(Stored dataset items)

--------

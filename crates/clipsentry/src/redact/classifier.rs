//! Code/prose classification.
//!
//! The segmenter asks a [`ClassifierBackend`] whether a block of text is
//! source code. The shipped implementation weighs code indicators against
//! prose indicators; a trained model can be plugged in through the same
//! trait and is expected to swallow its own failures (a backend that cannot
//! decide should report low confidence, which routes the block through the
//! heuristic).

use regex::Regex;
use tracing::warn;

/// The classification verdict for one block of text.
#[derive(Debug, Clone, Copy, PartialEq)]
pub struct Prediction {
    /// Whether the block looks like source code.
    pub is_code: bool,
    /// Confidence in `[0.5, 1.0]`; below [`CONFIDENCE_OVERRIDE`] the caller
    /// falls back to the rule-based heuristic.
    pub confidence: f64,
}

/// Below this confidence the heuristic classifier overrides the primary
/// backend's verdict.
pub const CONFIDENCE_OVERRIDE: f64 = 0.7;

/// A synchronous code/prose classifier.
pub trait ClassifierBackend: Send + Sync {
    /// Classify `text` as code or prose with a confidence score.
    fn predict_with_confidence(&self, text: &str) -> Prediction;
}

/// Minimum weighted score for a block to count as code.
const CODE_THRESHOLD: f64 = 0.3;

/// Discount applied to the prose ratio before it is subtracted from the
/// code ratio. Prose indicators also fire on comments and string literals
/// inside genuine code, so they count at half strength.
const PROSE_WEIGHT: f64 = 0.5;

/// Regex sources that each vote for "this is code".
const CODE_INDICATOR_PATTERNS: &[&str] = &[
    // Definitions and declarations
    r"\b(def|function|class|interface|struct|enum)\s+\w+",
    r"\b(public|private|protected|static|final|abstract)\s+\w+",
    r"\b(int|float|double|char|bool|string|void|var|let|const)\s+\w+",
    // Control flow
    r"\b(if|else|elif|for|while|do|switch|case|try|catch|finally)\s*\(",
    r"\b(return|break|continue|throw|yield|await|async)\b",
    // Punctuation density
    r"[{}();]",
    r"[=+\-*/%<>!&|^~]",
    r"[\[\]]",
    // Comments
    r"(?m)//.*$",
    r"(?s)/\*.*?\*/",
    r"(?m)#.*$",
    // Imports
    r"\b(import|from|include|using|namespace|package)\s+",
    // String literals
    r#"["'`].*["'`]"#,
    // Numbers, assignments, calls
    r"\b\d+\.?\d*\b",
    r"\b[a-zA-Z_]\w*\s*[=\(]",
];

/// Regex sources that each vote for "this is prose".
const PROSE_INDICATOR_PATTERNS: &[&str] = &[
    // Articles, conjunctions, prepositions
    r"(?i)\b(the|a|an|and|or|but|of|in|on|at|to|from|with|for)\b",
    // Pronouns
    r"(?i)\b(you|he|she|it|we|they|me|him|her|us|them|my|your|our)\b",
    // Demonstratives and question words
    r"(?i)\b(this|that|these|those|there|here|what|which|who|when|where)\b",
    // Auxiliary verbs
    r"(?i)\b(is|are|was|were|be|been|have|has|had|will|would|should|could|can)\b",
    // Conversational verbs
    r"(?i)\b(call|write|see|note|meet|send|ask|tell|please)\b",
    // Capitalized words
    r"\b[A-Z][a-z]+\b",
    // Sentence-ending punctuation
    r"[.!?](\s|$)",
    // Comma in running text
    r",\s+[a-z]",
];

/// Rule-based classifier weighing code indicators against prose indicators.
#[derive(Debug)]
pub struct HeuristicClassifier {
    code_indicators: Vec<Regex>,
    prose_indicators: Vec<Regex>,
}

impl HeuristicClassifier {
    /// Compile both indicator tables.
    ///
    /// A pattern that fails to compile is dropped with a warning; the
    /// classifier still works with the remaining indicators.
    #[must_use]
    pub fn new() -> Self {
        Self {
            code_indicators: compile_indicators(CODE_INDICATOR_PATTERNS, "code"),
            prose_indicators: compile_indicators(PROSE_INDICATOR_PATTERNS, "prose"),
        }
    }

    /// The code ratio minus the discounted prose ratio.
    fn weighted_score(&self, text: &str) -> f64 {
        hit_ratio(&self.code_indicators, text) - PROSE_WEIGHT * hit_ratio(&self.prose_indicators, text)
    }

    /// Whether `text` crosses the code threshold.
    #[must_use]
    pub fn contains_code(&self, text: &str) -> bool {
        if self.code_indicators.is_empty() {
            return false;
        }
        self.weighted_score(text) >= CODE_THRESHOLD
    }
}

fn compile_indicators(sources: &[&str], table: &str) -> Vec<Regex> {
    sources
        .iter()
        .filter_map(|source| match Regex::new(source) {
            Ok(regex) => Some(regex),
            Err(e) => {
                warn!(pattern = source, table, error = %e, "indicator failed to compile");
                None
            }
        })
        .collect()
}

/// Fraction of indicators that fire in `text`.
fn hit_ratio(indicators: &[Regex], text: &str) -> f64 {
    if indicators.is_empty() {
        return 0.0;
    }
    let hits = indicators.iter().filter(|regex| regex.is_match(text)).count();
    #[allow(clippy::cast_precision_loss)]
    let ratio = hits as f64 / indicators.len() as f64;
    ratio
}

impl Default for HeuristicClassifier {
    fn default() -> Self {
        Self::new()
    }
}

impl ClassifierBackend for HeuristicClassifier {
    fn predict_with_confidence(&self, text: &str) -> Prediction {
        let score = self.weighted_score(text);
        let is_code = !self.code_indicators.is_empty() && score >= CODE_THRESHOLD;
        // Confidence grows with the distance from the threshold, normalized
        // into [0.5, 1.0].
        let confidence = (0.5 + (score - CODE_THRESHOLD).abs()).min(1.0);
        Prediction {
            is_code,
            confidence,
        }
    }
}

#[cfg(test)]
mod tests {
    use super::*;

    #[test]
    fn test_code_block_classified_as_code() {
        let classifier = HeuristicClassifier::new();
        let code = "def process(items):\n    total = items[0] + 1  # running total\n    return total";
        assert!(classifier.contains_code(code));

        let prediction = classifier.predict_with_confidence(code);
        assert!(prediction.is_code);
        assert!(prediction.confidence >= 0.5);
    }

    #[test]
    fn test_prose_classified_as_text() {
        let classifier = HeuristicClassifier::new();
        let prose = "The quarterly meeting has been moved to Thursday afternoon";
        assert!(!classifier.contains_code(prose));
        assert!(!classifier.predict_with_confidence(prose).is_code);
    }

    #[test]
    fn test_punctuated_prose_classified_as_text() {
        // Symbol-dense prose fires several code indicators; the prose
        // indicators have to outvote them.
        let classifier = HeuristicClassifier::new();
        let prose = "Contact (urgent!) = john.doe@example.com, call 42 'now' #asap";
        assert!(!classifier.contains_code(prose));
        assert!(!classifier.predict_with_confidence(prose).is_code);
    }

    #[test]
    fn test_confidence_bounds() {
        let classifier = HeuristicClassifier::new();
        for text in ["", "plain words only here", "fn main() { let x = 1; }"] {
            let p = classifier.predict_with_confidence(text);
            assert!(p.confidence >= 0.5 && p.confidence <= 1.0, "text: {text:?}");
        }
    }

    #[test]
    fn test_all_indicators_compile() {
        let classifier = HeuristicClassifier::new();
        assert_eq!(classifier.code_indicators.len(), CODE_INDICATOR_PATTERNS.len());
        assert_eq!(classifier.prose_indicators.len(), PROSE_INDICATOR_PATTERNS.len());
    }

    #[test]
    fn test_empty_text_is_not_code() {
        let classifier = HeuristicClassifier::new();
        assert!(!classifier.contains_code(""));
    }
}
use std::any::Any;
use std::process::ExitCode;

use crate::cli::{OutputMode, RecognizeArgs, StoreArgs};
use crate::commands::CommandHandler;
use crate::errors::AppResult;
use crate::output::render_recognize;
use crate::recognize::{self, RecognizeOutcome};

/// Exit code reported when the probe matched nobody.
pub const NO_MATCH_EXIT_CODE: u8 = 10;

pub struct RecognizeHandler {
    args: RecognizeArgs,
    store: StoreArgs,
    run: Box<dyn Fn(&RecognizeArgs, &StoreArgs) -> AppResult<RecognizeOutcome> + Send + Sync>,
    render: Box<dyn Fn(&RecognizeOutcome, OutputMode) -> AppResult<()> + Send + Sync>,
}

impl RecognizeHandler {
    pub fn new(args: RecognizeArgs, store: StoreArgs) -> Self {
        Self::with_dependencies(args, store, recognize::run_recognition, render_recognize)
    }

    pub fn with_dependencies(
        args: RecognizeArgs,
        store: StoreArgs,
        run: impl Fn(&RecognizeArgs, &StoreArgs) -> AppResult<RecognizeOutcome>
            + Send
            + Sync
            + 'static,
        render: impl Fn(&RecognizeOutcome, OutputMode) -> AppResult<()> + Send + Sync + 'static,
    ) -> Self {
        Self {
            args,
            store,
            run: Box::new(run),
            render: Box::new(render),
        }
    }
}

impl CommandHandler for RecognizeHandler {
    fn execute(&self, mode: OutputMode, _verbose: bool) -> AppResult<ExitCode> {
        let outcome = (self.run)(&self.args, &self.store)?;
        (self.render)(&outcome, mode)?;
        if outcome.result.is_match {
            Ok(ExitCode::SUCCESS)
        } else {
            Ok(ExitCode::from(NO_MATCH_EXIT_CODE))
        }
    }

    fn as_any(&self) -> &dyn Any {
        self
    }
}
impl ImageRef {
    pub fn from_path(path: &Path) -> AppResult<Self> {
        let name = AssetName::from_path(path).ok_or_else(|| AppError::InvalidImageName {
            path: path.to_path_buf(),
        })?;
        Ok(Self {
            path: path.to_path_buf(),
            hand: name.hand,
            sequence: name.sequence,
        })
    }

    fn owner(&self) -> Option<String> {
        AssetName::from_path(&self.path).map(|name| name.id)
    }
}

impl TryFrom<PathBuf> for ImageRef {
    type Error = String;

    fn try_from(path: PathBuf) -> Result<Self, Self::Error> {
        ImageRef::from_path(&path).map_err(|err| err.to_string())
    }
}

impl From<ImageRef> for PathBuf {
    fn from(image: ImageRef) -> Self {
        image.path
    }
}

#[derive(Debug, Clone, PartialEq, Eq, Serialize, Deserialize)]
pub struct UserRecord {
    pub name: String,
    pub id: String,
    #[serde(default)]
    pub images: Vec<ImageRef>,
}

impl UserRecord {
    pub fn new(name: impl Into<String>, id: impl Into<String>) -> Self {
        Self {
            name: name.into(),
            id: id.into(),
            images: Vec::new(),
        }
    }

    pub fn images_for(&self, hand: Hand) -> impl Iterator<Item = &ImageRef> {
        self.images.iter().filter(move |image| image.hand == hand)
    }

    fn matches(&self, needle: &str) -> bool {
        self.id.to_lowercase().contains(needle) || self.name.to_lowercase().contains(needle)
    }
}

/// What a cascade delete removed.
#[derive(Debug, Clone, PartialEq, Eq)]
pub struct RemovedUser {
    pub record: UserRecord,
    pub assets_removed: usize,
    pub assets_missing: usize,
    pub assets_failed: usize,
}

pub trait RecordStore {
    fn load(&self) -> AppResult<Vec<UserRecord>>;
    fn save(&self, records: &[UserRecord]) -> AppResult<()>;
}

/// Registry persisted as one pretty-printed JSON object keyed by id, in
/// insertion order.
#[derive(Debug, Clone)]
pub struct JsonRecordStore {
    path: PathBuf,
}
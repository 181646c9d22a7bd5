use std::any::Any;
use std::process::ExitCode;

use crate::cli::{EnrollArgs, OutputMode, StoreArgs};
use crate::commands::CommandHandler;
use crate::enroll::{self, EnrollOutcome};
use crate::errors::AppResult;
use crate::output::render_enroll;

pub struct EnrollHandler {
    args: EnrollArgs,
    store: StoreArgs,
    run: Box<dyn Fn(&EnrollArgs, &StoreArgs) -> AppResult<EnrollOutcome> + Send + Sync>,
    render: Box<dyn Fn(&EnrollOutcome, OutputMode, bool) -> AppResult<()> + Send + Sync>,
}

impl EnrollHandler {
    pub fn new(args: EnrollArgs, store: StoreArgs) -> Self {
        Self::with_dependencies(args, store, enroll::run_enrollment, render_enroll)
    }

    pub fn with_dependencies(
        args: EnrollArgs,
        store: StoreArgs,
        run: impl Fn(&EnrollArgs, &StoreArgs) -> AppResult<EnrollOutcome> + Send + Sync + 'static,
        render: impl Fn(&EnrollOutcome, OutputMode, bool) -> AppResult<()> + Send + Sync + 'static,
    ) -> Self {
        Self {
            args,
            store,
            run: Box::new(run),
            render: Box::new(render),
        }
    }
}

impl CommandHandler for EnrollHandler {
    fn execute(&self, mode: OutputMode, verbose: bool) -> AppResult<ExitCode> {
        let outcome = (self.run)(&self.args, &self.store)?;
        (self.render)(&outcome, mode, verbose)?;
        Ok(ExitCode::SUCCESS)
    }

    fn as_any(&self) -> &dyn Any {
        self
    }
}
use std::path::PathBuf;

use clap::{Args, Parser, Subcommand};

#[derive(Debug, Parser)]
#[command(
    name = "palmkiosk",
    about = "Enroll, recognize and manage palm biometric users",
    version
)]
pub struct Cli {
    /// Emit structured JSON to stdout instead of human-readable output
    #[arg(long, global = true)]
    pub json: bool,

    /// Increase verbosity (may be used multiple times)
    #[arg(short, long, global = true, action = clap::ArgAction::Count)]
    pub verbose: u8,

    #[command(flatten)]
    pub store: StoreArgs,

    #[command(subcommand)]
    pub command: Commands,
}

/// Overrides for the storage locations resolved from the config file.
#[derive(Debug, Clone, Default, Args)]
pub struct StoreArgs {
    /// Registry file (defaults to config registry_path)
    #[arg(long, global = true)]
    pub registry: Option<PathBuf>,

    /// Directory holding palm images (defaults to config image_dir)
    #[arg(long, global = true)]
    pub image_dir: Option<PathBuf>,
}

#[derive(Debug, Subcommand)]
pub enum Commands {
    /// Enroll a user from a directory of captured palm frames
    Enroll(EnrollArgs),
    /// Identify the enrolled user closest to a probe image
    Recognize(RecognizeArgs),
    /// Inspect and manage registered users
    #[command(subcommand)]
    Users(UsersCommands),
    /// Configuration helpers
    #[command(subcommand)]
    Config(ConfigCommands),
}

#[derive(Debug, Clone, Args)]
pub struct EnrollArgs {
    /// Display name of the user
    #[arg(long)]
    pub name: String,

    /// 18-character national id
    #[arg(long)]
    pub id: String,

    /// Replace an existing registration with the same id
    #[arg(long)]
    pub force: bool,

    /// Directory of PNG frames, consumed in file-name order
    #[arg(long)]
    pub frames: PathBuf,
}

#[derive(Debug, Clone, Args)]
pub struct RecognizeArgs {
    /// Probe image to identify
    #[arg(long)]
    pub probe: PathBuf,

    /// Override the configured similarity threshold (0.0 - 1.0)
    #[arg(long, value_parser = parse_threshold)]
    pub threshold: Option<f64>,
}

#[derive(Debug, Clone, Subcommand)]
pub enum UsersCommands {
    /// List every registered user in enrollment order
    List,
    /// Case-insensitive substring search over ids and names
    Search(UserSearchArgs),
    /// Remove a user together with their images
    Delete(UserIdArgs),
    /// List the stored images of a user
    Images(UserIdArgs),
}

#[derive(Debug, Clone, Args)]
pub struct UserSearchArgs {
    /// Text to look for; empty matches everyone
    #[arg(default_value = "")]
    pub query: String,
}

#[derive(Debug, Clone, Args)]
pub struct UserIdArgs {
    pub id: String,
}

#[derive(Debug, Clone, Copy, Subcommand)]
pub enum ConfigCommands {
    /// Print the resolved configuration and where it came from
    Show,
}

#[derive(Debug, Clone, Copy, PartialEq, Eq)]
pub enum OutputMode {
    Human,
    Json,
}

impl From<bool> for OutputMode {
    fn from(json: bool) -> Self {
        if json {
            OutputMode::Json
        } else {
            OutputMode::Human
        }
    }
}

impl Cli {
    pub fn output_mode(&self) -> OutputMode {
        OutputMode::from(self.json)
    }
}

fn parse_threshold(value: &str) -> Result<f64, String> {
    let threshold: f64 = value
        .parse()
        .map_err(|_| format!("'{value}' is not a number"))?;
    if (0.0..=1.0).contains(&threshold) {
        Ok(threshold)
    } else {
        Err(format!("threshold must be between 0.0 and 1.0, got {threshold}"))
    }
}
use std::io;
use std::path::PathBuf;
use std::process::ExitCode;

use thiserror::Error;

use crate::palm::assets::Hand;

/// Coarse classification used by callers deciding how to react to a failure.
#[derive(Debug, Clone, Copy, PartialEq, Eq)]
pub enum ErrorCategory {
    Validation,
    Conflict,
    NotFound,
    State,
    Capture,
    Io,
}

#[derive(Debug, Error)]
pub enum AppError {
    #[error("invalid id '{id}': {message}")]
    InvalidId { id: String, message: String },

    #[error("invalid name '{name}': {message}")]
    InvalidName { name: String, message: String },

    #[error("image path {path} does not follow the {{id}}_{{hand}}_{{sequence}}.png convention")]
    InvalidImageName { path: PathBuf },

    #[error("user {id} is already registered")]
    AlreadyExists { id: String },

    #[error("user {id} already has a {hand} image with sequence {sequence}")]
    DuplicateImage {
        id: String,
        hand: Hand,
        sequence: u32,
    },

    #[error("image asset {path} already exists")]
    AssetCollision { path: PathBuf },

    #[error("no user with id {id} is registered")]
    UserNotFound { id: String },

    #[error("image asset {path} not found")]
    AssetNotFound { path: PathBuf },

    #[error("an enrollment session for {id} is already active")]
    SessionActive { id: String },

    #[error("cannot {action} while the enrollment session is {state}")]
    InvalidSessionState { action: &'static str, state: String },

    #[error("capture failed: {0}")]
    CaptureFailure(String),

    #[error("failed to write image asset {path}: {source}")]
    AssetWrite {
        path: PathBuf,
        #[source]
        source: io::Error,
    },

    #[error("failed to read image asset {path}: {source}")]
    AssetRead {
        path: PathBuf,
        #[source]
        source: io::Error,
    },

    #[error("failed to delete image asset {path}: {source}")]
    AssetDelete {
        path: PathBuf,
        #[source]
        source: io::Error,
    },

    #[error("failed to write user registry {path}: {source}")]
    RegistryWrite {
        path: PathBuf,
        #[source]
        source: io::Error,
    },

    #[error("failed to read user registry {path}: {source}")]
    RegistryRead {
        path: PathBuf,
        #[source]
        source: io::Error,
    },

    #[error("user registry {path} is invalid: {message}")]
    InvalidRegistryFile { path: PathBuf, message: String },

    #[error("failed to read frame source {path}: {source}")]
    FrameRead {
        path: PathBuf,
        #[source]
        source: io::Error,
    },

    #[error("failed to read configuration file {path}: {source}")]
    ConfigRead {
        path: PathBuf,
        #[source]
        source: io::Error,
    },

    #[error("invalid configuration file {path}: {message}")]
    ConfigParse { path: PathBuf, message: String },

    #[error("I/O error: {0}")]
    Io(#[from] io::Error),

    #[error("serialization error: {0}")]
    Serialization(#[from] serde_json::Error),
}

impl AppError {
    pub fn category(&self) -> ErrorCategory {
        match self {
            AppError::InvalidId { .. }
            | AppError::InvalidName { .. }
            | AppError::InvalidImageName { .. }
            | AppError::ConfigParse { .. } => ErrorCategory::Validation,
            AppError::AlreadyExists { .. }
            | AppError::DuplicateImage { .. }
            | AppError::AssetCollision { .. } => ErrorCategory::Conflict,
            AppError::UserNotFound { .. } | AppError::AssetNotFound { .. } => {
                ErrorCategory::NotFound
            }
            AppError::SessionActive { .. } | AppError::InvalidSessionState { .. } => {
                ErrorCategory::State
            }
            AppError::CaptureFailure(_) => ErrorCategory::Capture,
            AppError::AssetWrite { .. }
            | AppError::AssetRead { .. }
            | AppError::AssetDelete { .. }
            | AppError::RegistryWrite { .. }
            | AppError::RegistryRead { .. }
            | AppError::InvalidRegistryFile { .. }
            | AppError::FrameRead { .. }
            | AppError::ConfigRead { .. }
            | AppError::Io(_)
            | AppError::Serialization(_) => ErrorCategory::Io,
        }
    }

    pub fn exit_code(&self) -> ExitCode {
        match self.category() {
            ErrorCategory::Validation | ErrorCategory::Capture => ExitCode::from(2),
            ErrorCategory::Conflict | ErrorCategory::State => ExitCode::from(3),
            ErrorCategory::NotFound => ExitCode::from(4),
            ErrorCategory::Io => ExitCode::from(1),
        }
    }

    pub fn human_message(&self) -> String {
        self.to_string()
    }
}

pub type AppResult<T> = Result<T, AppError>;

--------

REQUIRED ACTION: Only the lines containing the word "AlreadyExists" should be returned from the data above.

RESULT OF THIS TASK:
    AlreadyExists { id: String },
            AppError::AlreadyExists { .. }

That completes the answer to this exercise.